use anyhow::{bail, Context, Result};
use chrono::NaiveTime;
use rollcall_core::KioskConfig;
use rollcall_hw::CaptureSettings;
use serde::Deserialize;
use std::path::{Path, PathBuf};
use std::str::FromStr;

const DEFAULT_CONFIG_PATH: &str = "/etc/rollcall/rollcall.toml";

/// Which message bus the control interface is served on.
#[derive(Debug, Clone, Copy, PartialEq, Eq, Deserialize)]
#[serde(rename_all = "lowercase")]
pub enum Bus {
    System,
    Session,
}

impl FromStr for Bus {
    type Err = anyhow::Error;

    fn from_str(s: &str) -> Result<Self> {
        match s {
            "system" => Ok(Bus::System),
            "session" => Ok(Bus::Session),
            other => bail!("unknown bus {other:?} (expected system or session)"),
        }
    }
}

/// Daemon configuration: optional TOML file, then `ROLLCALL_*` overrides.
#[derive(Debug, Clone, Deserialize)]
#[serde(default)]
pub struct Config {
    /// Base URL of the recognition service.
    pub recognition_url: String,
    /// Path to the SQLite attendance journal.
    pub db_path: PathBuf,
    /// Local time of day after which marks are recorded as late ("HH:MM").
    pub late_after: Option<String>,
    pub bus: Bus,
    /// Start a session as soon as the daemon is up.
    pub autostart: bool,
    pub camera: CaptureSettings,
    pub kiosk: KioskConfig,
}

impl Default for Config {
    fn default() -> Self {
        Self {
            recognition_url: "http://127.0.0.1:8000".to_string(),
            db_path: PathBuf::from("/var/lib/rollcall/attendance.db"),
            late_after: None,
            bus: Bus::System,
            autostart: true,
            camera: CaptureSettings::default(),
            kiosk: KioskConfig::default(),
        }
    }
}

impl Config {
    /// Load from `ROLLCALL_CONFIG` (or the default path when present), then
    /// apply environment overrides and validate.
    pub fn load() -> Result<Self> {
        let explicit = std::env::var("ROLLCALL_CONFIG").ok().map(PathBuf::from);
        let mut config = match explicit {
            Some(path) => Self::from_file(&path)?,
            None if Path::new(DEFAULT_CONFIG_PATH).exists() => {
                Self::from_file(Path::new(DEFAULT_CONFIG_PATH))?
            }
            None => Self::default(),
        };
        config.apply_overrides(|key| std::env::var(key).ok())?;
        config.validate()?;
        Ok(config)
    }

    pub fn from_file(path: &Path) -> Result<Self> {
        let text = std::fs::read_to_string(path)
            .with_context(|| format!("reading config {}", path.display()))?;
        Self::from_toml(&text).with_context(|| format!("parsing config {}", path.display()))
    }

    pub fn from_toml(text: &str) -> Result<Self> {
        Ok(toml::from_str(text)?)
    }

    /// Apply `ROLLCALL_*` overrides looked up through `var`.
    pub fn apply_overrides(&mut self, var: impl Fn(&str) -> Option<String>) -> Result<()> {
        let camera = &mut self.camera;
        override_with(&var, "ROLLCALL_CAMERA_DEVICE", &mut camera.device)?;
        override_with(&var, "ROLLCALL_CAMERA_WIDTH", &mut camera.width)?;
        override_with(&var, "ROLLCALL_CAMERA_HEIGHT", &mut camera.height)?;
        override_with(&var, "ROLLCALL_WARMUP_FRAMES", &mut camera.warmup_frames)?;
        override_flag(&var, "ROLLCALL_AUTO_ADJUST_LIGHTING", &mut camera.auto_adjust_lighting);
        override_with(&var, "ROLLCALL_JPEG_QUALITY", &mut camera.jpeg_quality)?;

        let kiosk = &mut self.kiosk;
        override_with(&var, "ROLLCALL_CONFIDENCE_THRESHOLD", &mut kiosk.confidence_threshold)?;
        override_flag(&var, "ROLLCALL_LIVENESS_DETECTION", &mut kiosk.liveness_detection);
        override_with(&var, "ROLLCALL_RECOGNITION_TIMEOUT_SECS", &mut kiosk.recognition_timeout_secs)?;
        override_with(&var, "ROLLCALL_PRESENCE_PERIOD_MS", &mut kiosk.presence_period_ms)?;
        override_with(&var, "ROLLCALL_RECOGNITION_PERIOD_MS", &mut kiosk.recognition_period_ms)?;
        override_with(&var, "ROLLCALL_COOLDOWN_MS", &mut kiosk.cooldown_ms)?;
        override_with(&var, "ROLLCALL_MAX_FACES", &mut kiosk.max_faces_per_frame)?;

        override_with(&var, "ROLLCALL_RECOGNITION_URL", &mut self.recognition_url)?;
        override_with(&var, "ROLLCALL_DB_PATH", &mut self.db_path)?;
        override_with(&var, "ROLLCALL_BUS", &mut self.bus)?;
        override_flag(&var, "ROLLCALL_AUTOSTART", &mut self.autostart);
        if let Some(late) = var("ROLLCALL_LATE_AFTER") {
            self.late_after = (!late.is_empty()).then_some(late);
        }
        Ok(())
    }

    pub fn validate(&self) -> Result<()> {
        self.kiosk.validate()?;
        if self.camera.jpeg_quality == 0 || self.camera.jpeg_quality > 100 {
            bail!("jpeg_quality must be within 1..=100, got {}", self.camera.jpeg_quality);
        }
        if self.camera.width == 0 || self.camera.height == 0 {
            bail!("camera resolution must be non-zero");
        }
        self.late_after()?;
        Ok(())
    }

    /// Parsed late-after time, if configured.
    pub fn late_after(&self) -> Result<Option<NaiveTime>> {
        let Some(raw) = self.late_after.as_deref() else {
            return Ok(None);
        };
        let time = NaiveTime::parse_from_str(raw, "%H:%M")
            .or_else(|_| NaiveTime::parse_from_str(raw, "%H:%M:%S"))
            .with_context(|| format!("late_after must be HH:MM, got {raw:?}"))?;
        Ok(Some(time))
    }
}

fn override_with<T>(var: &impl Fn(&str) -> Option<String>, key: &str, slot: &mut T) -> Result<()>
where
    T: FromStr,
    T::Err: std::fmt::Display,
{
    if let Some(raw) = var(key) {
        *slot = raw
            .parse()
            .map_err(|e| anyhow::anyhow!("invalid {key}={raw:?}: {e}"))?;
    }
    Ok(())
}

/// Any value other than `0`, `false`, `no` or `off` turns a flag on.
fn override_flag(var: &impl Fn(&str) -> Option<String>, key: &str, slot: &mut bool) {
    if let Some(raw) = var(key) {
        *slot = !matches!(
            raw.trim().to_ascii_lowercase().as_str(),
            "0" | "false" | "no" | "off"
        );
    }
}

## Work item
Your task is to repeat each of the records above exactly.

## Reply to the task
use anyhow::{bail, Context, Result};
use chrono::NaiveTime;
use rollcall_core::KioskConfig;
use rollcall_hw::CaptureSettings;
use serde::Deserialize;
use std::path::{Path, PathBuf};
use std::str::FromStr;

const DEFAULT_CONFIG_PATH: &str = "/etc/rollcall/rollcall.toml";

/// Which message bus the control interface is served on.
#[derive(Debug, Clone, Copy, PartialEq, Eq, Deserialize)]
#[serde(rename_all = "lowercase")]
pub enum Bus {
    System,
    Session,
}

impl FromStr for Bus {
    type Err = anyhow::Error;

    fn from_str(s: &str) -> Result<Self> {
        match s {
            "system" => Ok(Bus::System),
            "session" => Ok(Bus::Session),
            other => bail!("unknown bus {other:?} (expected system or session)"),
        }
    }
}

/// Daemon configuration: optional TOML file, then `ROLLCALL_*` overrides.
#[derive(Debug, Clone, Deserialize)]
#[serde(default)]
pub struct Config {
    /// Base URL of the recognition service.
    pub recognition_url: String,
    /// Path to the SQLite attendance journal.
    pub db_path: PathBuf,
    /// Local time of day after which marks are recorded as late ("HH:MM").
    pub late_after: Option<String>,
    pub bus: Bus,
    /// Start a session as soon as the daemon is up.
    pub autostart: bool,
    pub camera: CaptureSettings,
    pub kiosk: KioskConfig,
}

impl Default for Config {
    fn default() -> Self {
        Self {
            recognition_url: "http://127.0.0.1:8000".to_string(),
            db_path: PathBuf::from("/var/lib/rollcall/attendance.db"),
            late_after: None,
            bus: Bus::System,
            autostart: true,
            camera: CaptureSettings::default(),
            kiosk: KioskConfig::default(),
        }
    }
}

impl Config {
    /// Load from `ROLLCALL_CONFIG` (or the default path when present), then
    /// apply environment overrides and validate.
    pub fn load() -> Result<Self> {
        let explicit = std::env::var("ROLLCALL_CONFIG").ok().map(PathBuf::from);
        let mut config = match explicit {
            Some(path) => Self::from_file(&path)?,
            None if Path::new(DEFAULT_CONFIG_PATH).exists() => {
                Self::from_file(Path::new(DEFAULT_CONFIG_PATH))?
            }
            None => Self::default(),
        };
        config.apply_overrides(|key| std::env::var(key).ok())?;
        config.validate()?;
        Ok(config)
    }

    pub fn from_file(path: &Path) -> Result<Self> {
        let text = std::fs::read_to_string(path)
            .with_context(|| format!("reading config {}", path.display()))?;
        Self::from_toml(&text).with_context(|| format!("parsing config {}", path.display()))
    }

    pub fn from_toml(text: &str) -> Result<Self> {
        Ok(toml::from_str(text)?)
    }

    /// Apply `ROLLCALL_*` overrides looked up through `var`.
    pub fn apply_overrides(&mut self, var: impl Fn(&str) -> Option<String>) -> Result<()> {
        let camera = &mut self.camera;
        override_with(&var, "ROLLCALL_CAMERA_DEVICE", &mut camera.device)?;
        override_with(&var, "ROLLCALL_CAMERA_WIDTH", &mut camera.width)?;
        override_with(&var, "ROLLCALL_CAMERA_HEIGHT", &mut camera.height)?;
        override_with(&var, "ROLLCALL_WARMUP_FRAMES", &mut camera.warmup_frames)?;
        override_flag(&var, "ROLLCALL_AUTO_ADJUST_LIGHTING", &mut camera.auto_adjust_lighting);
        override_with(&var, "ROLLCALL_JPEG_QUALITY", &mut camera.jpeg_quality)?;

        let kiosk = &mut self.kiosk;
        override_with(&var, "ROLLCALL_CONFIDENCE_THRESHOLD", &mut kiosk.confidence_threshold)?;
        override_flag(&var, "ROLLCALL_LIVENESS_DETECTION", &mut kiosk.liveness_detection);
        override_with(&var, "ROLLCALL_RECOGNITION_TIMEOUT_SECS", &mut kiosk.recognition_timeout_secs)?;
        override_with(&var, "ROLLCALL_PRESENCE_PERIOD_MS", &mut kiosk.presence_period_ms)?;
        override_with(&var, "ROLLCALL_RECOGNITION_PERIOD_MS", &mut kiosk.recognition_period_ms)?;
        override_with(&var, "ROLLCALL_COOLDOWN_MS", &mut kiosk.cooldown_ms)?;
        override_with(&var, "ROLLCALL_MAX_FACES", &mut kiosk.max_faces_per_frame)?;

        override_with(&var, "ROLLCALL_RECOGNITION_URL", &mut self.recognition_url)?;
        override_with(&var, "ROLLCALL_DB_PATH", &mut self.db_path)?;
        override_with(&var, "ROLLCALL_BUS", &mut self.bus)?;
        override_flag(&var, "ROLLCALL_AUTOSTART", &mut self.autostart);
        if let Some(late) = var("ROLLCALL_LATE_AFTER") {
            self.late_after = (!late.is_empty()).then_some(late);
        }
        Ok(())
    }

    pub fn validate(&self) -> Result<()> {
        self.kiosk.validate()?;
        if self.camera.jpeg_quality == 0 || self.camera.jpeg_quality > 100 {
            bail!("jpeg_quality must be within 1..=100, got {}", self.camera.jpeg_quality);
        }
        if self.camera.width == 0 || self.camera.height == 0 {
            bail!("camera resolution must be non-zero");
        }
        self.late_after()?;
        Ok(())
    }

    /// Parsed late-after time, if configured.
    pub fn late_after(&self) -> Result<Option<NaiveTime>> {
        let Some(raw) = self.late_after.as_deref() else {
            return Ok(None);
        };
        let time = NaiveTime::parse_from_str(raw, "%H:%M")
            .or_else(|_| NaiveTime::parse_from_str(raw, "%H:%M:%S"))
            .with_context(|| format!("late_after must be HH:MM, got {raw:?}"))?;
        Ok(Some(time))
    }
}

fn override_with<T>(var: &impl Fn(&str) -> Option<String>, key: &str, slot: &mut T) -> Result<()>
where
    T: FromStr,
    T::Err: std::fmt::Display,
{
    if let Some(raw) = var(key) {
        *slot = raw
            .parse()
            .map_err(|e| anyhow::anyhow!("invalid {key}={raw:?}: {e}"))?;
    }
    Ok(())
}

/// Any value other than `0`, `false`, `no` or `off` turns a flag on.
fn override_flag(var: &impl Fn(&str) -> Option<String>, key: &str, slot: &mut bool) {
    if let Some(raw) = var(key) {
        *slot = !matches!(
            raw.trim().to_ascii_lowercase().as_str(),
            "0" | "false" | "no" | "off"
        );
    }
}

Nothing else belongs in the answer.